Alternatively, a positive example could be:
- Sense of purpose and community,
- Fulfilling emotional needs and integrating into an individual's sense of identity,
- Inspiring them to work many extra hours that they aren't paid for.
The end result may be the same, but the mechanisms of action are completely different, as are the long-term viability and vulnerabilities of the two. The former example is inherently fragile, with low morale, lower loyalty, subsequent high turnover, and overall low stability and viability, with vulnerability across almost all points. The latter is antifragile, with high morale, higher loyalty, low turnover, and high stability and viability.
The first example is tech industry standard, and why few in the industry stay with a company for more than 2 years. The latter is more common in purpose-driven international organizations, but still quite uncommon today overall.
People whose emotional needs are fulfilled, the ideal motivational case, are universally better performing and more stable as a workforce, and they're far more resilient to bad actors and bribery.
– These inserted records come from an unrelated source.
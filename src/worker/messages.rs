//! Worker thread message types for cross-thread communication.
//!
//! This module defines the request and response protocol between the event
//! loop and the background worker that owns the storage backend. Both sides
//! exchange these types as JSON. It also implements tracing context
//! propagation across the thread boundary.

use crate::domain::{AdoptionStatus, Listing, ShelterEvent};
use crate::storage::NewListing;
use serde::{Deserialize, Serialize};

/// Distributed tracing context for cross-thread span propagation.
///
/// Captures the current trace and span IDs from OpenTelemetry to maintain
/// trace continuity when passing messages to the worker thread.
#[derive(Debug, Clone, PartialEq, Eq, Serialize, Deserialize)]
pub struct TraceContext {
    /// OpenTelemetry trace ID as a hex string.
    pub trace_id: String,

    /// Parent span ID for linking spans across threads.
    pub parent_span_id: String,
}

impl TraceContext {
    /// Creates a trace context from the current tracing span.
    ///
    /// Returns `None` if the current span context is invalid or not sampled,
    /// which is always the case when the OpenTelemetry layer is not installed.
    ///
    /// # Examples
    ///
    /// ```no_run
    /// use shelter::worker::TraceContext;
    ///
    /// if let Some(ctx) = TraceContext::from_current() {
    ///     println!("Trace ID: {}", ctx.trace_id);
    /// }
    /// ```
    #[must_use]
    pub fn from_current() -> Option<Self> {
        use opentelemetry::trace::TraceContextExt;
        use tracing_opentelemetry::OpenTelemetrySpanExt;

        let span = tracing::Span::current();

        let otel_context = span.context();
        let span_ref = otel_context.span();
        let span_context = span_ref.span_context();

        if span_context.is_valid() {
            let trace_id = format!("{:032x}", span_context.trace_id());
            let parent_span_id = format!("{:016x}", span_context.span_id());

            tracing::trace!(
                trace_id = %trace_id,
                parent_span_id = %parent_span_id,
                "capturing trace context"
            );

            Some(Self {
                trace_id,
                parent_span_id,
            })
        } else {
            None
        }
    }
}

/// Generates builder methods for `WorkerMessage` variants.
///
/// Each builder attaches the current trace context to the message.
macro_rules! worker_message_builders {
    (
        $(
            $builder_name:ident($variant:ident { $($field:ident: $ty:ty),* $(,)? })
        ),* $(,)?
    ) => {
        impl WorkerMessage {
            $(
                #[doc = concat!("Create a ", stringify!($variant), " message with current trace context")]
                #[must_use]
                pub fn $builder_name($($field: $ty),*) -> Self {
                    Self::$variant {
                        $($field,)*
                        trace_context: TraceContext::from_current(),
                    }
                }
            )*
        }
    };
}

worker_message_builders! {
    load_listings(LoadListings { user_id: Option<String> }),
    load_listing(LoadListing { listing_id: String, user_id: Option<String> }),
    set_favorite(SetFavorite { user_id: String, listing_id: String, is_favorite: bool }),
    set_listing_status(SetListingStatus { listing_id: String, status: AdoptionStatus }),
    add_listing(AddListing { user_id: String, listing: NewListing }),
    load_favorites(LoadFavorites { user_id: String }),
    load_events(LoadEvents { user_id: Option<String> }),
    load_event(LoadEvent { event_id: String, user_id: Option<String> }),
    register_for_event(RegisterForEvent { event_id: String, user_id: String }),
}

/// Messages sent from the event loop to the worker thread.
///
/// Each variant is one storage operation. All variants carry an optional
/// trace context.
#[derive(Debug, Clone, PartialEq, Eq, Serialize, Deserialize)]
pub enum WorkerMessage {
    /// Fetch the whole catalog, plus the user's favorite ids if signed in.
    LoadListings {
        user_id: Option<String>,

        #[serde(skip_serializing_if = "Option::is_none")]
        trace_context: Option<TraceContext>,
    },

    /// Fetch one listing for its detail view.
    LoadListing {
        listing_id: String,
        user_id: Option<String>,

        #[serde(skip_serializing_if = "Option::is_none")]
        trace_context: Option<TraceContext>,
    },

    /// Persist a favorite flag after an optimistic toggle.
    SetFavorite {
        user_id: String,
        listing_id: String,
        is_favorite: bool,

        #[serde(skip_serializing_if = "Option::is_none")]
        trace_context: Option<TraceContext>,
    },

    /// Advance a listing's adoption status.
    SetListingStatus {
        listing_id: String,
        status: AdoptionStatus,

        #[serde(skip_serializing_if = "Option::is_none")]
        trace_context: Option<TraceContext>,
    },

    /// Store a validated listing submission.
    AddListing {
        user_id: String,
        listing: NewListing,

        #[serde(skip_serializing_if = "Option::is_none")]
        trace_context: Option<TraceContext>,
    },

    /// Fetch the listings a user has favorited.
    LoadFavorites {
        user_id: String,

        #[serde(skip_serializing_if = "Option::is_none")]
        trace_context: Option<TraceContext>,
    },

    /// Fetch every event, plus the user's registrations if signed in.
    LoadEvents {
        user_id: Option<String>,

        #[serde(skip_serializing_if = "Option::is_none")]
        trace_context: Option<TraceContext>,
    },

    /// Fetch one event for its detail view.
    LoadEvent {
        event_id: String,
        user_id: Option<String>,

        #[serde(skip_serializing_if = "Option::is_none")]
        trace_context: Option<TraceContext>,
    },

    /// Register a user for an event.
    RegisterForEvent {
        event_id: String,
        user_id: String,

        #[serde(skip_serializing_if = "Option::is_none")]
        trace_context: Option<TraceContext>,
    },
}

impl WorkerMessage {
    /// The trace context carried by any variant.
    #[must_use]
    pub const fn trace_context(&self) -> Option<&TraceContext> {
        match self {
            Self::LoadListings { trace_context, .. }
            | Self::LoadListing { trace_context, .. }
            | Self::SetFavorite { trace_context, .. }
            | Self::SetListingStatus { trace_context, .. }
            | Self::AddListing { trace_context, .. }
            | Self::LoadFavorites { trace_context, .. }
            | Self::LoadEvents { trace_context, .. }
            | Self::LoadEvent { trace_context, .. }
            | Self::RegisterForEvent { trace_context, .. } => trace_context.as_ref(),
        }
    }
}

/// Responses sent from the worker thread back to the event loop.
///
/// Writes that the controller applied optimistically have a dedicated
/// failure variant carrying enough to roll back; everything else fails
/// through [`WorkerResponse::Error`].
#[derive(Debug, Clone, PartialEq, Eq, Serialize, Deserialize)]
pub enum WorkerResponse {
    ListingsLoaded {
        listings: Vec<Listing>,
        /// Empty for anonymous loads.
        favorite_ids: Vec<String>,
    },

    ListingLoaded {
        listing: Option<Listing>,
        is_favorite: bool,
    },

    FavoriteSynced {
        listing_id: String,
        is_favorite: bool,
    },

    FavoriteSyncFailed {
        listing_id: String,
        /// The value that failed to persist.
        is_favorite: bool,
        message: String,
    },

    StatusUpdated {
        listing_id: String,
        status: AdoptionStatus,
    },

    StatusUpdateFailed {
        listing_id: String,
        message: String,
    },

    ListingAdded {
        listing: Listing,
    },

    FavoritesLoaded {
        listings: Vec<Listing>,
    },

    EventsLoaded {
        events: Vec<ShelterEvent>,
        /// Empty for anonymous loads.
        registered_ids: Vec<String>,
    },

    EventLoaded {
        event: Option<ShelterEvent>,
        is_registered: bool,
    },

    Registered {
        event_id: String,
    },

    RegistrationFailed {
        event_id: String,
        message: String,
    },

    /// An error occurred during the worker operation.
    Error {
        /// Human-readable error message.
        message: String,
    },
}

#[cfg(test)]
mod tests {
    use super::*;

    #[test]
    fn builders_attach_no_context_without_otel_layer() {
        let msg = WorkerMessage::set_favorite("u1".into(), "2".into(), true);
        assert_eq!(msg.trace_context(), None);
        let json = serde_json::to_string(&msg).unwrap();
        assert!(!json.contains("trace_context"));
    }

    #[test]
    fn message_wire_format() {
        let msg = WorkerMessage::SetListingStatus {
            listing_id: "1".into(),
            status: AdoptionStatus::Pending,
            trace_context: Some(TraceContext {
                trace_id: "0".repeat(32),
                parent_span_id: "1".repeat(16),
            }),
        };
        let json = serde_json::to_value(&msg).unwrap();
        assert_eq!(json["SetListingStatus"]["status"], "pending");
        let back: WorkerMessage = serde_json::from_value(json).unwrap();
        assert_eq!(back, msg);
    }
}
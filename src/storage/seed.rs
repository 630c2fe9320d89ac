//! Starter catalog used when no persisted data exists yet.

use crate::domain::{AdoptionStatus, Category, Listing, ShelterEvent};
use crate::storage::data::StorageData;
use chrono::{DateTime, Duration, Utc};

#[allow(clippy::too_many_arguments)]
fn animal(
    id: &str,
    name: &str,
    age_months: u32,
    category: Category,
    status: AdoptionStatus,
    created_by: &str,
    image: &str,
    description: &str,
) -> Listing {
    Listing {
        id: id.to_string(),
        category,
        name: name.to_string(),
        description: description.to_string(),
        status,
        age_months,
        images: vec![image.to_string()],
        created_by: created_by.to_string(),
        created_at: Utc::now().timestamp(),
    }
}

/// The four animals the shelter launches with.
#[must_use]
pub fn listings() -> Vec<Listing> {
    vec![
        animal(
            "1",
            "Max",
            24,
            Category::Dog,
            AdoptionStatus::Available,
            "user1",
            "https://images.pexels.com/photos/1805164/pexels-photo-1805164.jpeg",
            "Max is a very friendly and playful dog. He loves running around and chasing balls.",
        ),
        animal(
            "2",
            "Luna",
            12,
            Category::Cat,
            AdoptionStatus::Available,
            "user1",
            "https://images.pexels.com/photos/2061057/pexels-photo-2061057.jpeg",
            "Luna is an affectionate, gentle cat. She loves napping on laps and being petted.",
        ),
        animal(
            "3",
            "Bob",
            36,
            Category::Other,
            AdoptionStatus::Available,
            "user2",
            "https://images.pexels.com/photos/326012/pexels-photo-326012.jpeg",
            "Bob is a calm and quiet rabbit. He is great for apartments.",
        ),
        animal(
            "4",
            "Bella",
            18,
            Category::Dog,
            AdoptionStatus::Adopted,
            "user3",
            "https://images.pexels.com/photos/2023384/pexels-photo-2023384.jpeg",
            "Bella is a sweet, obedient dog. She is already house-trained.",
        ),
    ]
}

/// Two upcoming events and one past one, dated relative to `now`.
#[must_use]
pub fn events(now: DateTime<Utc>) -> Vec<ShelterEvent> {
    vec![
        ShelterEvent {
            id: "1".to_string(),
            title: "Adoption Fair".to_string(),
            description: "Come meet our animals and maybe find a new friend for life!".to_string(),
            date: now + Duration::days(7),
            location: "City Park".to_string(),
            image_url: "https://images.pexels.com/photos/7788657/pexels-photo-7788657.jpeg"
                .to_string(),
            attendees: Some(34),
            created_by: "admin".to_string(),
        },
        ShelterEvent {
            id: "2".to_string(),
            title: "Vaccination Drive".to_string(),
            description: "Bring your pet for free vaccines and a veterinary check-up.".to_string(),
            date: now + Duration::days(14),
            location: "Faithful Friend Veterinary Clinic, 1000 Main Ave".to_string(),
            image_url: "https://images.pexels.com/photos/6235945/pexels-photo-6235945.jpeg"
                .to_string(),
            attendees: Some(18),
            created_by: "admin".to_string(),
        },
        ShelterEvent {
            id: "3".to_string(),
            title: "Workshop: Basic Pet Care".to_string(),
            description: "Learn about feeding, hygiene and basic care to keep your pet healthy and happy."
                .to_string(),
            date: now - Duration::days(7),
            location: "Online (Zoom)".to_string(),
            image_url: "https://images.pexels.com/photos/6646917/pexels-photo-6646917.jpeg"
                .to_string(),
            attendees: Some(65),
            created_by: "admin".to_string(),
        },
    ]
}

/// A full starter dataset: seed listings and events, no favorites.
#[must_use]
pub fn starter_data() -> StorageData {
    StorageData::with_catalog(listings(), events(Utc::now()))
}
There are also a small number like myself, whose core source of motivation can't be bribed due to money and traditional methods being wholly unable to deliver anything of value to us. After the funding and deployment of my team's technology money simply has no value to me beyond meeting basic (cheap) needs for living, because ethics and avoiding human extinction can only be delivered through that deployed technology.
Money can buy traitors, but traitors make for poor allies and employees. If the "Why" and "How" of your organization's motivation aren't viable, then the outcome only matters in the short term, as the ship is still sinking. No poorly motivated company is unsinkable.